The term “stucco” is use to describe many different surfaces these days. True stucco can sometimes be primed in as little as 15 days with specialized products, and under certain conditions. Stucco curing rates will vary, depending on temperature, air movement, and stucco type. We generally allow at least 30 days, and more is better. We must test the pH of the surface before we can actually say it is ready to coat. Certain coatings will tolerate highly alkaline surfaces, while some will usually fail. So test the pH to be sure, and make sure the coating you choose can handle You have a couple of options with respect to choice of coating systems. Stucco is a specialized surface, and your preparation of the surface, as well as your coating choice are extremely critical to the success, and long-term durability of your project.

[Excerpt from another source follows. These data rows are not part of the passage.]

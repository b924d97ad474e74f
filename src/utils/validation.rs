use crate::utils::error::{RelayError, Result};
use url::Url;

pub trait Validate {
    fn validate(&self) -> Result<()>;
}

pub fn validate_url(field_name: &str, url_str: &str) -> Result<()> {
    if url_str.is_empty() {
        return Err(RelayError::InvalidConfigValueError {
            field: field_name.to_string(),
            value: url_str.to_string(),
            reason: "URL cannot be empty".to_string(),
        });
    }

    match Url::parse(url_str) {
        Ok(url) => match url.scheme() {
            "http" | "https" => Ok(()),
            scheme => Err(RelayError::InvalidConfigValueError {
                field: field_name.to_string(),
                value: url_str.to_string(),
                reason: format!("Unsupported URL scheme: {}", scheme),
            }),
        },
        Err(e) => Err(RelayError::InvalidConfigValueError {
            field: field_name.to_string(),
            value: url_str.to_string(),
            reason: format!("Invalid URL format: {}", e),
        }),
    }
}

pub fn validate_path(field_name: &str, path: &str) -> Result<()> {
    if path.is_empty() {
        return Err(RelayError::InvalidConfigValueError {
            field: field_name.to_string(),
            value: path.to_string(),
            reason: "Path cannot be empty".to_string(),
        });
    }

    if path.contains('\0') {
        return Err(RelayError::InvalidConfigValueError {
            field: field_name.to_string(),
            value: path.to_string(),
            reason: "Path contains null bytes".to_string(),
        });
    }

    Ok(())
}

pub fn validate_non_empty_string(field_name: &str, value: &str) -> Result<()> {
    if value.trim().is_empty() {
        return Err(RelayError::InvalidConfigValueError {
            field: field_name.to_string(),
            value: value.to_string(),
            reason: "Value cannot be empty or whitespace-only".to_string(),
        });
    }
    Ok(())
}

pub fn validate_range<T: PartialOrd + std::fmt::Display + Copy>(
    field_name: &str,
    value: T,
    min: T,
    max: T,
) -> Result<()> {
    if value < min || value > max {
        return Err(RelayError::InvalidConfigValueError {
            field: field_name.to_string(),
            value: value.to_string(),
            reason: format!("Value must be between {} and {}", min, max),
        });
    }
    Ok(())
}

#[cfg(test)]
mod tests {
    use super::*;

    #[test]
    fn test_validate_url() {
        assert!(validate_url("provider.base_url", "https://api.openai.com/v1").is_ok());
        assert!(validate_url("provider.base_url", "http://127.0.0.1:8080").is_ok());
        assert!(validate_url("provider.base_url", "").is_err());
        assert!(validate_url("provider.base_url", "invalid-url").is_err());
        assert!(validate_url("provider.base_url", "ftp://example.com").is_err());
    }

    #[test]
    fn test_validate_range() {
        assert!(validate_range("generation.temperature", 0.8_f32, 0.0, 2.0).is_ok());
        assert!(validate_range("generation.temperature", 2.5_f32, 0.0, 2.0).is_err());
        assert!(validate_range("generation.max_tokens", 0_u32, 1, 4096).is_err());
    }

    #[test]
    fn test_validate_non_empty_string() {
        assert!(validate_non_empty_string("provider.model", "gpt-3.5-turbo").is_ok());
        assert!(validate_non_empty_string("provider.model", "   ").is_err());
    }
}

Most standard paints and primers are inadequate to seal the pores of a stucco surface, even with multiple coats. You wouldn’t want to use latex paint as a primer. Most latex paint in addition to not tolerating the high pH of stucco, often exhibits pinholes in the coating surface due to the porosity of the stucco.
If the stucco is extremely porous, we might consider first sealing the surface with a siloxane/acrylic emulsion sealer. Siloxane chemically reacts with masonry to form a barrier to moisture intrusion, and serve as a foundation for our finish paint.

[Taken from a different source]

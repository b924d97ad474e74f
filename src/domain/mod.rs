// Domain layer: request/response models and the provider port. No HTTP server types here.

pub mod model;
pub mod ports;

On dense stucco, consider a water-based pigmented ELASTOMERIC primer, then 2 coats of the highest quality 100% Acrylic house paint.
The coating system must be breathable, yet protect against moisture intrusion. The paint, however, is only part of the system. We must thoroughly inspect the surface for hairline cracks, stucco-to-wood gaps, and other areas of potential moisture intrusion. There are specialized caulking products for various functions. Caulking should be done after priming, and before painting. Many small cracks will become more visible after priming. The primer also increases the adhesion, thus waterproofing ability of the caulk.